• [Exercise]: Write the listing out again, exactly as it appears.

• [Available data]:
****************************************
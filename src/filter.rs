//! Filter Pipeline
//!
//! Derives the visible subset of a collection from a free-text query and
//! exact-match facets. All predicates are conjunctive.

use std::collections::BTreeMap;

use crate::schema::{Entity, Schema};

/// User-selected filters for one list screen
#[derive(Debug, Clone, PartialEq, Eq, Default)]
pub struct FilterSet {
    query: String,
    facets: BTreeMap<&'static str, String>,
}

impl FilterSet {
    /// Every facet key of the schema, all unconstrained
    pub fn for_schema(schema: &Schema) -> Self {
        Self {
            query: String::new(),
            facets: schema.facets.iter().map(|key| (*key, String::new())).collect(),
        }
    }

    pub fn for_entity<E: Entity>() -> Self {
        Self::for_schema(E::schema())
    }

    pub fn query(&self) -> &str {
        &self.query
    }

    pub fn set_query(&mut self, query: impl Into<String>) {
        self.query = query.into();
    }

    pub fn facet(&self, key: &str) -> Option<&str> {
        self.facets.get(key).map(String::as_str)
    }

    /// Returns false (and changes nothing) for keys the schema doesn't offer
    pub fn set_facet(&mut self, key: &str, value: impl Into<String>) -> bool {
        match self.facets.get_mut(key) {
            Some(slot) => {
                *slot = value.into();
                true
            }
            None => {
                log::warn!("[FILTER] ignoring unknown facet '{}'", key);
                false
            }
        }
    }

    pub fn clear(&mut self) {
        self.query.clear();
        self.facets.values_mut().for_each(String::clear);
    }

    pub fn is_empty(&self) -> bool {
        self.query.trim().is_empty() && self.facets.values().all(String::is_empty)
    }

    pub fn matches<E: Entity>(&self, entity: &E) -> bool {
        self.matches_query(entity) && self.matches_facets(entity)
    }

    /// Case-insensitive substring on any of the schema's search fields
    fn matches_query<E: Entity>(&self, entity: &E) -> bool {
        let needle = self.query.trim().to_lowercase();
        if needle.is_empty() {
            return true;
        }
        E::schema().search.iter().any(|field| {
            entity
                .attribute(field)
                .is_some_and(|value| value.to_lowercase().contains(&needle))
        })
    }

    fn matches_facets<E: Entity>(&self, entity: &E) -> bool {
        self.facets
            .iter()
            .filter(|(_, wanted)| !wanted.is_empty())
            .all(|(key, wanted)| entity.attribute(key).as_deref() == Some(wanted.as_str()))
    }
}

/// Visible subset, in collection order
pub fn visible<'a, E: Entity>(collection: &'a [E], filters: &FilterSet) -> Vec<&'a E> {
    collection.iter().filter(|entity| filters.matches(*entity)).collect()
}

#[cfg(test)]
mod tests {
    use super::*;
    use crate::models::{Degree, Student};
    use crate::schema::EntityId;

    fn degree(id: EntityId, name: &str, department: &str, level: &str) -> Degree {
        Degree::new(name, &format!("D{}", id), level, department).with_id(id)
    }

    fn ids(result: Vec<&Degree>) -> Vec<EntityId> {
        result.into_iter().map(|d| d.id).collect()
    }

    #[test]
    fn test_empty_filters_are_identity() {
        let collection = Degree::fixtures();
        let filters = FilterSet::for_entity::<Degree>();
        assert!(filters.is_empty());

        let result: Vec<Degree> = visible(&collection, &filters).into_iter().cloned().collect();
        assert_eq!(result, collection);
    }

    #[test]
    fn test_query_is_case_insensitive_substring() {
        let collection = vec![degree(1, "A", "CS", "UG"), degree(2, "B", "Math", "UG")];
        let mut filters = FilterSet::for_entity::<Degree>();
        filters.set_query("a");
        filters.set_facet("department", "");

        assert_eq!(ids(visible(&collection, &filters)), vec![1]);
    }

    #[test]
    fn test_degree_search_skips_department() {
        let collection = vec![degree(1, "Statistics", "Mathematics", "UG")];
        let mut filters = FilterSet::for_entity::<Degree>();
        filters.set_query("math");
        assert!(visible(&collection, &filters).is_empty());
    }

    #[test]
    fn test_query_searches_code_and_description() {
        let mut described = degree(1, "Physics", "Physics", "UG");
        described.description = Some("Quantum focus".to_string());
        let collection = vec![described, degree(2, "Biology", "Life Sciences", "UG")];
        let mut filters = FilterSet::for_entity::<Degree>();

        filters.set_query("QUANTUM");
        assert_eq!(ids(visible(&collection, &filters)), vec![1]);

        filters.set_query("d2");
        assert_eq!(ids(visible(&collection, &filters)), vec![2]);
    }

    #[test]
    fn test_missing_field_does_not_exclude_entity() {
        // No description, but name still matches
        let collection = vec![degree(1, "History", "Humanities", "UG")];
        let mut filters = FilterSet::for_entity::<Degree>();
        filters.set_query("hist");
        assert_eq!(ids(visible(&collection, &filters)), vec![1]);
    }

    #[test]
    fn test_facets_are_exact_and_conjunctive() {
        let collection = vec![
            degree(1, "A", "CS", "UG"),
            degree(2, "B", "CS", "PG"),
            degree(3, "C", "Math", "PG"),
            degree(4, "D", "cs", "PG"),
        ];
        let mut filters = FilterSet::for_entity::<Degree>();
        filters.set_facet("department", "CS");
        filters.set_facet("level", "PG");

        let result = visible(&collection, &filters);
        assert!(result.iter().all(|d| d.department == "CS" && d.level == "PG"));
        assert_eq!(ids(result), vec![2]);
    }

    #[test]
    fn test_order_is_preserved_regardless_of_filter_order() {
        let collection = vec![
            degree(3, "Alpha", "CS", "UG"),
            degree(1, "Beta", "CS", "UG"),
            degree(2, "Gamma", "CS", "UG"),
        ];
        let mut first = FilterSet::for_entity::<Degree>();
        first.set_query("a");
        first.set_facet("department", "CS");

        let mut second = FilterSet::for_entity::<Degree>();
        second.set_facet("department", "CS");
        second.set_query("a");

        assert_eq!(ids(visible(&collection, &first)), vec![3, 1, 2]);
        assert_eq!(visible(&collection, &first), visible(&collection, &second));
    }

    #[test]
    fn test_unknown_facet_is_rejected() {
        let mut filters = FilterSet::for_entity::<Degree>();
        assert!(!filters.set_facet("status", "active"));
        assert_eq!(filters.facet("status"), None);
        assert!(filters.is_empty());
    }

    #[test]
    fn test_student_status_facet() {
        let mut students = Student::fixtures();
        students[1].status = Some("graduated".to_string());
        let mut filters = FilterSet::for_entity::<Student>();
        filters.set_facet("status", "graduated");

        let result = visible(&students, &filters);
        assert_eq!(result.len(), 1);
        assert_eq!(result[0].name, "Alan Turing");
    }

    #[test]
    fn test_clear_resets_everything() {
        let mut filters = FilterSet::for_entity::<Degree>();
        filters.set_query("x");
        filters.set_facet("level", "UG");
        filters.clear();
        assert!(filters.is_empty());
        assert_eq!(filters.facet("level"), Some(""));
    }
}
****************************************
• [Result of this exercise]:
filename src/filter.rs
//! Filter Pipeline
//!
//! Derives the visible subset of a collection from a free-text query and
//! exact-match facets. All predicates are conjunctive.

use std::collections::BTreeMap;

use crate::schema::{Entity, Schema};

/// User-selected filters for one list screen
#[derive(Debug, Clone, PartialEq, Eq, Default)]
pub struct FilterSet {
    query: String,
    facets: BTreeMap<&'static str, String>,
}

impl FilterSet {
    /// Every facet key of the schema, all unconstrained
    pub fn for_schema(schema: &Schema) -> Self {
        Self {
            query: String::new(),
            facets: schema.facets.iter().map(|key| (*key, String::new())).collect(),
        }
    }

    pub fn for_entity<E: Entity>() -> Self {
        Self::for_schema(E::schema())
    }

    pub fn query(&self) -> &str {
        &self.query
    }

    pub fn set_query(&mut self, query: impl Into<String>) {
        self.query = query.into();
    }

    pub fn facet(&self, key: &str) -> Option<&str> {
        self.facets.get(key).map(String::as_str)
    }

    /// Returns false (and changes nothing) for keys the schema doesn't offer
    pub fn set_facet(&mut self, key: &str, value: impl Into<String>) -> bool {
        match self.facets.get_mut(key) {
            Some(slot) => {
                *slot = value.into();
                true
            }
            None => {
                log::warn!("[FILTER] ignoring unknown facet '{}'", key);
                false
            }
        }
    }

    pub fn clear(&mut self) {
        self.query.clear();
        self.facets.values_mut().for_each(String::clear);
    }

    pub fn is_empty(&self) -> bool {
        self.query.trim().is_empty() && self.facets.values().all(String::is_empty)
    }

    pub fn matches<E: Entity>(&self, entity: &E) -> bool {
        self.matches_query(entity) && self.matches_facets(entity)
    }

    /// Case-insensitive substring on any of the schema's search fields
    fn matches_query<E: Entity>(&self, entity: &E) -> bool {
        let needle = self.query.trim().to_lowercase();
        if needle.is_empty() {
            return true;
        }
        E::schema().search.iter().any(|field| {
            entity
                .attribute(field)
                .is_some_and(|value| value.to_lowercase().contains(&needle))
        })
    }

    fn matches_facets<E: Entity>(&self, entity: &E) -> bool {
        self.facets
            .iter()
            .filter(|(_, wanted)| !wanted.is_empty())
            .all(|(key, wanted)| entity.attribute(key).as_deref() == Some(wanted.as_str()))
    }
}

/// Visible subset, in collection order
pub fn visible<'a, E: Entity>(collection: &'a [E], filters: &FilterSet) -> Vec<&'a E> {
    collection.iter().filter(|entity| filters.matches(*entity)).collect()
}

#[cfg(test)]
mod tests {
    use super::*;
    use crate::models::{Degree, Student};
    use crate::schema::EntityId;

    fn degree(id: EntityId, name: &str, department: &str, level: &str) -> Degree {
        Degree::new(name, &format!("D{}", id), level, department).with_id(id)
    }

    fn ids(result: Vec<&Degree>) -> Vec<EntityId> {
        result.into_iter().map(|d| d.id).collect()
    }

    #[test]
    fn test_empty_filters_are_identity() {
        let collection = Degree::fixtures();
        let filters = FilterSet::for_entity::<Degree>();
        assert!(filters.is_empty());

        let result: Vec<Degree> = visible(&collection, &filters).into_iter().cloned().collect();
        assert_eq!(result, collection);
    }

    #[test]
    fn test_query_is_case_insensitive_substring() {
        let collection = vec![degree(1, "A", "CS", "UG"), degree(2, "B", "Math", "UG")];
        let mut filters = FilterSet::for_entity::<Degree>();
        filters.set_query("a");
        filters.set_facet("department", "");

        assert_eq!(ids(visible(&collection, &filters)), vec![1]);
    }

    #[test]
    fn test_degree_search_skips_department() {
        let collection = vec![degree(1, "Statistics", "Mathematics", "UG")];
        let mut filters = FilterSet::for_entity::<Degree>();
        filters.set_query("math");
        assert!(visible(&collection, &filters).is_empty());
    }

    #[test]
    fn test_query_searches_code_and_description() {
        let mut described = degree(1, "Physics", "Physics", "UG");
        described.description = Some("Quantum focus".to_string());
        let collection = vec![described, degree(2, "Biology", "Life Sciences", "UG")];
        let mut filters = FilterSet::for_entity::<Degree>();

        filters.set_query("QUANTUM");
        assert_eq!(ids(visible(&collection, &filters)), vec![1]);

        filters.set_query("d2");
        assert_eq!(ids(visible(&collection, &filters)), vec![2]);
    }

    #[test]
    fn test_missing_field_does_not_exclude_entity() {
        // No description, but name still matches
        let collection = vec![degree(1, "History", "Humanities", "UG")];
        let mut filters = FilterSet::for_entity::<Degree>();
        filters.set_query("hist");
        assert_eq!(ids(visible(&collection, &filters)), vec![1]);
    }

    #[test]
    fn test_facets_are_exact_and_conjunctive() {
        let collection = vec![
            degree(1, "A", "CS", "UG"),
            degree(2, "B", "CS", "PG"),
            degree(3, "C", "Math", "PG"),
            degree(4, "D", "cs", "PG"),
        ];
        let mut filters = FilterSet::for_entity::<Degree>();
        filters.set_facet("department", "CS");
        filters.set_facet("level", "PG");

        let result = visible(&collection, &filters);
        assert!(result.iter().all(|d| d.department == "CS" && d.level == "PG"));
        assert_eq!(ids(result), vec![2]);
    }

    #[test]
    fn test_order_is_preserved_regardless_of_filter_order() {
        let collection = vec![
            degree(3, "Alpha", "CS", "UG"),
            degree(1, "Beta", "CS", "UG"),
            degree(2, "Gamma", "CS", "UG"),
        ];
        let mut first = FilterSet::for_entity::<Degree>();
        first.set_query("a");
        first.set_facet("department", "CS");

        let mut second = FilterSet::for_entity::<Degree>();
        second.set_facet("department", "CS");
        second.set_query("a");

        assert_eq!(ids(visible(&collection, &first)), vec![3, 1, 2]);
        assert_eq!(visible(&collection, &first), visible(&collection, &second));
    }

    #[test]
    fn test_unknown_facet_is_rejected() {
        let mut filters = FilterSet::for_entity::<Degree>();
        assert!(!filters.set_facet("status", "active"));
        assert_eq!(filters.facet("status"), None);
        assert!(filters.is_empty());
    }

    #[test]
    fn test_student_status_facet() {
        let mut students = Student::fixtures();
        students[1].status = Some("graduated".to_string());
        let mut filters = FilterSet::for_entity::<Student>();
        filters.set_facet("status", "graduated");

        let result = visible(&students, &filters);
        assert_eq!(result.len(), 1);
        assert_eq!(result[0].name, "Alan Turing");
    }

    #[test]
    fn test_clear_resets_everything() {
        let mut filters = FilterSet::for_entity::<Degree>();
        filters.set_query("x");
        filters.set_facet("level", "UG");
        filters.clear();
        assert!(filters.is_empty());
        assert_eq!(filters.facet("level"), Some(""));
    }
}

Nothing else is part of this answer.